The United States military is constantly on the look out for ways to take advantage of cutting edge technology.
The military utilized drones years before it became available to the average consumer, and while virtual reality has crept into households around the world, the use of augmented reality remains limited for civilian use, despite its many potential uses. The United States Army recognizes the potential of having augmented information displayed in front of a user, which is why it recently inked a deal with Microsoft for specially designed HoloLens-based AR headsets.
Understanding Augmented Reality
It is important to first understand the difference between AR and VR. VR, or virtual reality, is commonly associated with video games. It places a user in a virtual world and allows the user to interact with elements within this virtual world (such as opening walking through a hallway that isn’t there, opening a door, or firing a gun in the imaginary world. AR, shot for augmented reality, adds information over-top of what a user already sees.
There are some basic implementations of AR in everyday use right now. Google Maps, for example, allows you to open the app on a smart phone, the point the camera along a road and Google Maps will give arrow directions that curve around the roads as well as dots for points of interests, all as if the information was right in font of you (some games also use AR by making a game character appear within the normal field of view.

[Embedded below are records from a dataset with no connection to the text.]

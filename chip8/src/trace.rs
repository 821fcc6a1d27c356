use chip8_core::{Instruction, State};

/// One line describing the instruction at `pc` and the registers left behind after running it.
///
/// ```text
/// 0200 6122 LD V1, 0x22        V[00 22 00 00 00 00 00 00 00 00 00 00 00 00 00 00] I0000
/// ```
pub fn format_step(pc: u16, op: u16, state: &State) -> String {
    let mnemonic = match Instruction::decode(op) {
        Ok(instruction) => instruction.to_string(),
        Err(_) => String::from("???"),
    };
    let registers: Vec<String> = state.registers.iter().map(|v| format!("{:02X}", v)).collect();
    format!(
        "{:04X} {:04X} {:<18} V[{}] I{:04X}",
        pc,
        op,
        mnemonic,
        registers.join(" "),
        state.index_register
    )
}

/// Disassembles a ROM two bytes at a time, one line per opcode.
pub fn disassemble(start: u16, bytes: &[u8]) -> Vec<String> {
    bytes
        .chunks(2)
        .enumerate()
        .map(|(i, pair)| {
            let addr = start + 2 * i as u16;
            let op = u16::from(pair[0]) << 8 | u16::from(*pair.get(1).unwrap_or(&0));
            match Instruction::decode(op) {
                Ok(instruction) => format!("{:03X}: {:04X}  {}", addr, op, instruction),
                Err(_) => format!("{:03X}: {:04X}  DW {:#06X}", addr, op, op),
            }
        })
        .collect()
}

The Microsoft HoloLens AR headsets will take AR and make it accessible to wearers in the United States Army in ways the Army has not yet had access to.
What The Microsoft HoloLens Will Do For Soldiers
All of the specifics will not be released, but Microsoft, and the United States Army, have provided some information regarding what a soldier will be able to access and see while wearing the goggles. For starers, it will act like an upgraded HUD (heads up display), where information can be displayed in front of a user’s eyes without distracting them. This can be everything from vital signs (heart rate, oxygen levels in the blood, and whatever else a soldier is being monitored for).
It will also provided real-time mapping, similar to the Google Maps application, only with far more information and tactical data. Night vision and thermal sensors will be part of the head wear as well.
How Much Is The Deal Worth?
Initially, when the United States Army decided to partner with Microsoft, it awarded the tech company a $480 million dollar contract to begin testing, as well as to start implementing some of the features and upgrades the military wanted to see with the final product.
Now, with the equipment approved and production set to begin, the overall production of HoloLens AR headset is estimated to be worth around $21.9 billion.
Production for the new headsets has already started. Neither Microsoft or the Army said when they expect the headsets to begin implementation into everyday training and seen in the field, although with the kind of money the Army (with with it both the U.S. government and American tax dollars) has tied into the headsets it will likely be sooner rather than later.
And, not to worry for anyone at home interested in purchasing their own HoloLens AR headsets. This will not throw off consumer-grade headset production. However, the consumer headsets will not have all of the tactical information and programming built into the headsets. That will remain with the military and out of the hands of any potentially interested civilians.